The three-week trial pitting Elon Musk against OpenAI CEO Sam Altman ended without a verdict on the merits, after a federal jury in Oakland, California, determined Musk’s lawsuit missed a statutory deadline and dismissed it on Monday. While jurors did not weigh the underlying accusations, the court record built a detailed timeline of how key players in the early AI industry argued about the scale of money and computing resources needed to compete.

Musk had brought the case claiming OpenAI betrayed its charitable mission, including allegations that Altman and OpenAI co-founder Greg Brockman went behind his back and unjustly enriched themselves. In response, OpenAI said Musk supported plans to form a for-profit company and also filed its own 2024 lawsuit seeking to undercut the ChatGPT maker’s success as he built his AI company, xAI.

During testimony, executives and company figures described how deeply the cost of scaling AI shaped their internal decisions long before today’s AI stock-market boom. The trial record included an email Musk sent in 2018 to Altman and other OpenAI co-founders, in which Musk said, “Even raising several hundred million won’t be enough,” and added, “This needs billions per year immediately or forget it.” The email was presented as reflecting Musk’s assessment of what it would take to keep pace in the race against well-funded rivals.

OpenAI, which began in 2015 as a nonprofit focused on developing AI for the common good, is now described in the trial coverage as a capitalistic enterprise valued at $852 billion. As San Francisco-based OpenAI and other AI companies moved toward large Wall Street debuts, the trial raised questions about whether the direction of AI development can be steered by anything other than commercial interests.

Karan Girotra, a professor of operations, technology, and innovation at Cornell Tech, testified that the early uncertainty around AI made investment risky, but that now, “investment in AI is no longer speculative.” He told jurors that the shift reflected how the field has moved beyond uncertain bets. “Now it’s traditional investment in something we know works,” Girotra said, adding, “People want your car, you need to build the factory ahead of demand.”

Microsoft’s role also emerged as a central part of the story. Kevin Scott, Microsoft’s chief technology officer, told jurors that Microsoft opted to invest billions to help build OpenAI’s technology after Musk quit OpenAI’s board in 2018. Scott said the decision reflected skepticism inside Microsoft at the time. “It was before ChatGPT,” Scott said, and he described that “so most of the people at Microsoft were very skeptical about whether or not all of these claims were going to materialize into reality.”

Scott told jurors that OpenAI explained what Microsoft needed was more data and more computing resources, and that meeting those needs required large, expensive projects. “The things that they wanted and ultimately that we helped them do were very capital-intensive projects like building giant data centers, full of very expensive computers and networks,” he said, linking the corporate effort to the practical cost of running and expanding advanced AI systems.

The trial record also traced how OpenAI’s early technical milestones prompted internal soul-searching about funding and structure. More than five years before OpenAI introduced ChatGPT, the company achieved a breakthrough when it taught an AI system to beat professional players of Dota 2. Sam Altman testified that while the world’s reaction to that result was limited compared with his expectations, internally it felt like proof that their approach could tackle difficult problems: “Honestly, the world reacted to it somewhat less than I thought they should have, but to us internally, it really felt like a moment where we had shown that our technology, using something called reinforcement learning, could take on an enormously complex task.”

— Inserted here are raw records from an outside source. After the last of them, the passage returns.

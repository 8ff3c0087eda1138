//! Per-key fixed-window admission control.

use std::collections::HashMap;
use std::sync::atomic::{AtomicBool, Ordering};
use std::sync::{Mutex, MutexGuard, PoisonError};
use std::time::{SystemTime, UNIX_EPOCH};

use serde::{Deserialize, Serialize};
use tracing::{debug, warn};

use crate::defaults;
use crate::error::{FarcasterError, Result};

/// Millisecond time source for the limiter.
#[cfg_attr(test, mockall::automock)]
pub trait Clock: Send + Sync {
    fn now_ms(&self) -> u64;
}

/// Wall clock.
#[derive(Debug, Default, Clone, Copy)]
pub struct SystemClock;

impl Clock for SystemClock {
    fn now_ms(&self) -> u64 {
        SystemTime::now()
            .duration_since(UNIX_EPOCH)
            .map(|d| d.as_millis() as u64)
            .unwrap_or(0)
    }
}

#[derive(Debug, Clone, Copy, PartialEq, Eq, Serialize, Deserialize)]
pub struct RateLimitConfig {
    #[serde(default = "default_max_requests")]
    pub max_requests: u32,
    #[serde(default = "default_window_ms")]
    pub window_ms: u64,
    #[serde(default = "default_true")]
    pub enabled: bool,
}

fn default_max_requests() -> u32 {
    defaults::RATE_LIMIT_MAX_REQUESTS
}

fn default_window_ms() -> u64 {
    defaults::RATE_LIMIT_WINDOW_MS
}

fn default_true() -> bool {
    true
}

impl Default for RateLimitConfig {
    fn default() -> Self {
        Self {
            max_requests: defaults::RATE_LIMIT_MAX_REQUESTS,
            window_ms: defaults::RATE_LIMIT_WINDOW_MS,
            enabled: true,
        }
    }
}

impl RateLimitConfig {
    pub fn new(max_requests: u32, window_ms: u64) -> Self {
        Self {
            max_requests,
            window_ms,
            enabled: true,
        }
    }

    /// Configuration with throttling switched off.
    pub fn disabled() -> Self {
        Self {
            enabled: false,
            ..Self::default()
        }
    }
}

/// Read-only view of one key's window.
#[derive(Debug, Clone, Copy, PartialEq, Eq, Serialize)]
pub struct RateLimitStatus {
    pub used: u32,
    pub max: u32,
    pub reset_in_ms: u64,
}

#[derive(Debug, Clone, Copy)]
struct Window {
    start_ms: u64,
    count: u32,
}

struct Windows {
    by_key: HashMap<String, Window>,
    last_sweep_ms: u64,
}

/// Thread-safe limiter. One mutex guards the whole key map; windows idle
/// for more than two window lengths are swept on later calls.
pub struct RateLimiter {
    config: RateLimitConfig,
    enabled: AtomicBool,
    windows: Mutex<Windows>,
    clock: Box<dyn Clock>,
}

impl RateLimiter {
    pub fn new(config: RateLimitConfig) -> Self {
        Self::with_clock(config, Box::new(SystemClock))
    }

    pub fn with_clock(config: RateLimitConfig, clock: Box<dyn Clock>) -> Self {
        let now = clock.now_ms();
        Self {
            config,
            enabled: AtomicBool::new(config.enabled),
            windows: Mutex::new(Windows {
                by_key: HashMap::new(),
                last_sweep_ms: now,
            }),
            clock,
        }
    }

    pub fn config(&self) -> &RateLimitConfig {
        &self.config
    }

    pub fn is_enabled(&self) -> bool {
        self.enabled.load(Ordering::Relaxed)
    }

    /// When disabled, `check_limit` admits everything and records nothing.
    pub fn set_enabled(&self, enabled: bool) {
        self.enabled.store(enabled, Ordering::Relaxed);
    }

    fn lock(&self) -> MutexGuard<'_, Windows> {
        self.windows.lock().unwrap_or_else(PoisonError::into_inner)
    }

    /// Admit or reject one request for `key`.
    pub fn check_limit(&self, key: &str) -> Result<()> {
        if !self.is_enabled() {
            return Ok(());
        }

        let now = self.clock.now_ms();
        let window_ms = self.config.window_ms;
        let mut windows = self.lock();

        if now.saturating_sub(windows.last_sweep_ms) >= window_ms {
            Self::sweep(&mut windows, now, window_ms);
        }

        match windows.by_key.get_mut(key) {
            None => {
                windows.by_key.insert(
                    key.to_string(),
                    Window {
                        start_ms: now,
                        count: 1,
                    },
                );
                Ok(())
            }
            Some(window) if now.saturating_sub(window.start_ms) >= window_ms => {
                window.start_ms = now;
                window.count = 1;
                Ok(())
            }
            Some(window) if window.count >= self.config.max_requests => {
                let retry_after_ms = (window.start_ms + window_ms).saturating_sub(now);
                warn!(key, retry_after_ms, "rate limit exceeded");
                Err(FarcasterError::rate_limit(key, retry_after_ms))
            }
            Some(window) => {
                window.count += 1;
                Ok(())
            }
        }
    }

    fn sweep(windows: &mut Windows, now: u64, window_ms: u64) {
        let stale_after = window_ms.saturating_mul(2);
        let before = windows.by_key.len();
        windows
            .by_key
            .retain(|_, w| now.saturating_sub(w.start_ms) <= stale_after);
        windows.last_sweep_ms = now;
        let evicted = before - windows.by_key.len();
        if evicted > 0 {
            debug!(evicted, remaining = windows.by_key.len(), "swept idle rate-limit windows");
        }
    }

    /// Current usage of `key`. Does not create, reset, or evict windows.
    pub fn get_status(&self, key: &str) -> RateLimitStatus {
        let now = self.clock.now_ms();
        let window_ms = self.config.window_ms;
        let windows = self.lock();
        let (used, reset_in_ms) = match windows.by_key.get(key) {
            Some(w) if now.saturating_sub(w.start_ms) < window_ms => {
                (w.count, (w.start_ms + window_ms).saturating_sub(now))
            }
            _ => (0, 0),
        };
        RateLimitStatus {
            used,
            max: self.config.max_requests,
            reset_in_ms,
        }
    }

    /// Forget the window for `key`.
    pub fn reset(&self, key: &str) {
        self.lock().by_key.remove(key);
    }

    /// Number of keys currently holding a window.
    pub fn tracked_keys(&self) -> usize {
        self.lock().by_key.len()
    }
}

Altman testified that after OpenAI’s Dota 2 victory in 2017, Musk pressed for more capital. “He was impressed,” Altman said of Musk, and “And then immediately after the Dota win, Mr. Musk said he thought we really need to get more serious and figure out how to get way more capital.” The Dota victory, coverage said, raised questions about how OpenAI could compete when it relied heavily on donors and remained structured as a nonprofit.

For former OpenAI chief scientist Ilya Sutskever, the Dota win marked the start of a broader discussion about whether OpenAI should become for-profit to raise money more easily. “The realization is that to make progress in AI, you need a big computer,” Sutskever told jurors, adding, “And you need the big computer because the brain is a big computer. You have a hundred billion neurons and a hundred trillion synapses in the brain.”

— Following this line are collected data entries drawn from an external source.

impl FarcasterClient {
    pub fn new(config: ClientConfig) -> Result<Self> {
        config.validate()?;

        let signer = SigningEngine::new(config.private_key_hex())?;
        let http = Client::builder()
            .timeout(config.timeout())
            .user_agent(USER_AGENT)
            .build()?;
        let rate_limiter = RateLimiter::new(*config.rate_limit());

        info!(
            fid = config.fid(),
            hub = config.base_url(),
            signer = %signer.public_key_hex(),
            "Farcaster hub client created"
        );

        Ok(Self {
            signer,
            http,
            rate_limiter,
            config,
            arena: ArenaManager::new(),
            stats: ClientStats::default(),
        })
    }

    /// Get the configuration.
    pub fn config(&self) -> &ClientConfig {
        &self.config
    }

    pub fn fid(&self) -> Fid {
        self.config.fid()
    }

    pub fn public_key_hex(&self) -> String {
        self.signer.public_key_hex()
    }

    pub fn stats(&self) -> &ClientStats {
        &self.stats
    }

    pub fn arena_stats(&self) -> ArenaStats {
        self.arena.stats()
    }

    pub fn rate_limiter(&self) -> &RateLimiter {
        &self.rate_limiter
    }

    // ------------------------------------------------------------------
    // Reads
    // ------------------------------------------------------------------

    /// Casts authored by `fid`, newest first as the hub orders them.
    pub fn get_casts_by_fid(&mut self, fid: Fid, limit: u32) -> Result<Vec<Cast>> {
        self.arena.reset_transient();
        let arena = self.arena.transient();
        arena.uri.push_str(&format!(
            "{}/v1/castsByFid?fid={}&limit={}",
            self.config.base_url(),
            fid,
            limit
        ));
        debug!(fid, limit, "fetching casts by fid");
        self.fetch(CASTS_BY_FID)?;
        self.copy_casts()
    }

    /// Casts posted under a channel URL.
    pub fn get_casts_by_channel(&mut self, channel_url: &str, limit: u32) -> Result<Vec<Cast>> {
        if channel_url.trim().is_empty() {
            return Err(FarcasterError::invalid_message("channel URL is empty"));
        }
        self.arena.reset_transient();
        let arena = self.arena.transient();
        arena.uri.push_str(&format!("{}/v1/castsByParent?url=", self.config.base_url()));
        arena
            .uri
            .extend(form_urlencoded::byte_serialize(channel_url.as_bytes()));
        arena.uri.push_str(&format!("&limit={limit}"));
        debug!(channel_url, limit, "fetching casts by channel");
        self.fetch(CASTS_BY_PARENT)?;
        self.copy_casts()
    }

    /// FIDs that follow `fid`.
    pub fn get_followers(&mut self, fid: Fid) -> Result<Vec<Fid>> {
        self.arena.reset_transient();
        let arena = self.arena.transient();
        arena.uri.push_str(&format!(
            "{}/v1/linksByTargetFid?target_fid={}&link_type=follow",
            self.config.base_url(),
            fid
        ));
        self.fetch(LINKS_BY_TARGET_FID)?;

        let followers: Vec<Fid> = parse_messages(&self.arena.transient().body)?
            .iter()
            .filter(|m| m.follow_link().is_some())
            .map(|m| m.data.fid)
            .collect();
        self.arena
            .note_persisted(followers.len() * std::mem::size_of::<Fid>());
        debug!(fid, count = followers.len(), "fetched followers");
        Ok(followers)
    }

    /// FIDs that `fid` follows.
    pub fn get_following(&mut self, fid: Fid) -> Result<Vec<Fid>> {
        self.arena.reset_transient();
        let arena = self.arena.transient();
        arena.uri.push_str(&format!(
            "{}/v1/linksByFid?fid={}&link_type=follow",
            self.config.base_url(),
            fid
        ));
        self.fetch(LINKS_BY_FID)?;

        let following: Vec<Fid> = parse_messages(&self.arena.transient().body)?
            .iter()
            .filter_map(|m| m.follow_link().map(|link| link.target_fid))
            .collect();
        self.arena
            .note_persisted(following.len() * std::mem::size_of::<Fid>());
        debug!(fid, count = following.len(), "fetched following");
        Ok(following)
    }

    /// Profile assembled from the user's user-data messages.
    pub fn get_user_profile(&mut self, fid: Fid) -> Result<User> {
        self.arena.reset_transient();
        let arena = self.arena.transient();
        arena.uri.push_str(&format!(
            "{}/v1/userDataByFid?fid={}",
            self.config.base_url(),
            fid
        ));
        self.fetch(USER_DATA_BY_FID)?;

        let user = {
            let messages = parse_messages(&self.arena.transient().body)?;
            user_from_messages(fid, &messages)
        };
        self.arena.note_persisted(user_footprint(&user));
        debug!(fid, username = %user.username, "fetched user profile");
        Ok(user)
    }

    // ------------------------------------------------------------------
    // Writes
    // ------------------------------------------------------------------

    /// Publish a cast, optionally under a channel URL. URLs in the text
    /// become embeds. Returns the hub's response body.
    pub fn post_cast(&mut self, text: &str, channel_url: Option<&str>) -> Result<String> {
        let text = validate_cast_text(text)?;
        let body = CastAddBody {
            text: text.to_string(),
            embeds: extract_embed_urls(text).into_iter().map(Embed::Url).collect(),
            parent: channel_url
                .filter(|url| !url.trim().is_empty())
                .map(|url| CastParent::Url(url.to_string())),
            ..CastAddBody::default()
        };
        self.submit_body(MessageBody::CastAdd(body))
    }

    pub fn reply_to_cast(&mut self, text: &str, parent: CastId) -> Result<String> {
        let text = validate_cast_text(text)?;
        validate_cast_hash(&parent.hash)?;
        validate_fid(parent.fid)?;
        let body = CastAddBody {
            text: text.to_string(),
            embeds: extract_embed_urls(text).into_iter().map(Embed::Url).collect(),
            parent: Some(CastParent::Cast(parent)),
            ..CastAddBody::default()
        };
        self.submit_body(MessageBody::CastAdd(body))
    }

    pub fn remove_cast(&mut self, hash: &str) -> Result<String> {
        validate_cast_hash(hash)?;
        self.submit_body(MessageBody::CastRemove(CastRemoveBody {
            target_hash: hash.to_string(),
        }))
    }

    pub fn like_cast(&mut self, hash: &str, author: Fid) -> Result<String> {
        let body = reaction_body(ReactionType::Like, hash, author)?;
        self.submit_body(MessageBody::ReactionAdd(body))
    }

    pub fn unlike_cast(&mut self, hash: &str, author: Fid) -> Result<String> {
        let body = reaction_body(ReactionType::Like, hash, author)?;
        self.submit_body(MessageBody::ReactionRemove(body))
    }

    pub fn recast_cast(&mut self, hash: &str, author: Fid) -> Result<String> {
        let body = reaction_body(ReactionType::Recast, hash, author)?;
        self.submit_body(MessageBody::ReactionAdd(body))
    }

    pub fn unrecast_cast(&mut self, hash: &str, author: Fid) -> Result<String> {
        let body = reaction_body(ReactionType::Recast, hash, author)?;
        self.submit_body(MessageBody::ReactionRemove(body))
    }

    pub fn follow_user(&mut self, target: Fid) -> Result<String> {
        validate_fid(target)?;
        self.submit_body(MessageBody::LinkAdd(LinkBody::follow(target)))
    }

    pub fn unfollow_user(&mut self, target: Fid) -> Result<String> {
        validate_fid(target)?;
        self.submit_body(MessageBody::LinkRemove(LinkBody::follow(target)))
    }

    pub fn set_user_data(&mut self, data_type: UserDataType, value: &str) -> Result<String> {
        if data_type == UserDataType::Unknown {
            return Err(FarcasterError::invalid_message("unsupported user data type"));
        }
        self.submit_body(MessageBody::UserDataAdd(UserDataBody {
            data_type,
            value: value.to_string(),
        }))
    }

    /// Serialize, hash, sign and POST a message. Nothing is sent unless
    /// every step before the POST succeeds.
    pub fn submit_message(&mut self, data: &MessageData) -> Result<String> {
        self.arena.reset_transient();
        self.admit(SUBMIT_MESSAGE)?;

        let arena = self.arena.transient();
        arena.uri.push_str(&format!("{}/v1/submitMessage", self.config.base_url()));
        serde_json::to_writer(&mut arena.payload, data).map_err(FarcasterError::Serialization)?;

        let hash = SigningEngine::hash(&arena.payload);
        let signature = self.signer.sign(&hash);
        let envelope = SignedEnvelope {
            data,
            data_bytes: format!("0x{}", hex::encode(&arena.payload)),
            hash: format!("0x{}", hex::encode(hash)),
            hash_scheme: HashScheme::Blake3,
            signature: format!("0x{}", hex::encode(signature.to_bytes())),
            signature_scheme: SignatureScheme::Ed25519,
            signer: self.signer.public_key_hex(),
        };
        serde_json::to_writer(&mut arena.envelope, &envelope)
            .map_err(FarcasterError::Serialization)?;

        let bytes_sent = arena.envelope.len() as u64;
        let request = self
            .http
            .post(arena.uri.as_str())
            .header(CONTENT_TYPE, "application/json")
            .body(arena.envelope.clone());

        debug!(kind = ?data.kind(), hash = %envelope.hash, bytes = bytes_sent, "submitting message");
        self.send(request, bytes_sent)?;

        let response = self.arena.persist_body()?;
        info!(kind = ?data.kind(), fid = data.fid, "message accepted by hub");
        Ok(response)
    }

    // ------------------------------------------------------------------
    // Internals
    // ------------------------------------------------------------------

    fn submit_body(&mut self, body: MessageBody) -> Result<String> {
        let data = MessageData::now(self.config.fid(), body);
        self.submit_message(&data)
    }

    fn admit(&mut self, key: &str) -> Result<()> {
        if let Err(err) = self.rate_limiter.check_limit(key) {
            self.stats.record_rate_limit_hit();
            return Err(err);
        }
        Ok(())
    }

    /// GET the URI already built in the arena.
    fn fetch(&mut self, key: &str) -> Result<()> {
        self.admit(key)?;
        let arena = self.arena.transient();
        let bytes_sent = arena.uri.len() as u64;
        let request = self
            .http
            .get(arena.uri.as_str())
            .header(ACCEPT, "application/json");
        self.send(request, bytes_sent)
    }

    fn send(&mut self, request: RequestBuilder, bytes_sent: u64) -> Result<()> {
        let started = Instant::now();
        let outcome = self.receive(request);
        let elapsed_ms = started.elapsed().as_secs_f64() * 1000.0;
        let bytes_received = self.arena.transient().body.len() as u64;
        self.stats
            .record(elapsed_ms, bytes_sent, bytes_received, outcome.is_ok());
        if let Err(err) = &outcome {
            warn!(error = %err, elapsed_ms, "hub request failed");
        }
        outcome
    }

    /// Read the response body into the arena, bounded by `max_response_size`.
    fn receive(&mut self, request: RequestBuilder) -> Result<()> {
        let response = request.send()?;
        let status = response.status();
        let limit = self.config.max_response_size();

        let declared = response.content_length().unwrap_or(0);
        if declared > limit as u64 {
            return Err(FarcasterError::ResponseTooLarge { limit });
        }

        let arena = self.arena.transient();
        arena.reserve_body(declared as usize)?;
        let read = response
            .take((limit as u64).saturating_add(1))
            .read_to_end(&mut arena.body)?;
        if read > limit {
            return Err(FarcasterError::ResponseTooLarge { limit });
        }

        if !status.is_success() {
            return Err(http_error(status, &arena.body));
        }
        Ok(())
    }

    fn copy_casts(&mut self) -> Result<Vec<Cast>> {
        let casts: Vec<Cast> = parse_messages(&self.arena.transient().body)?
            .iter()
            .filter_map(|m| m.to_cast())
            .collect();
        self.arena
            .note_persisted(casts.iter().map(cast_footprint).sum());
        debug!(count = casts.len(), "copied casts out of arena");
        Ok(casts)
    }
}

As the dispute unfolded in court, the testimony described a battle of wills among leadership figures, including competition for control of OpenAI and Musk’s later efforts to fold the AI lab into Tesla, while other leaders resisted. The coverage said Musk eventually quit, and the trial record placed the cost question—how to fund the buildout of computing power—at the center of the disagreement.

The jury ultimately dismissed Musk’s lawsuit on procedural grounds, meaning it did not deliver a verdict addressing what drove OpenAI’s shift or the merits of Musk’s claims about the company’s nonprofit origins and its leadership’s conduct.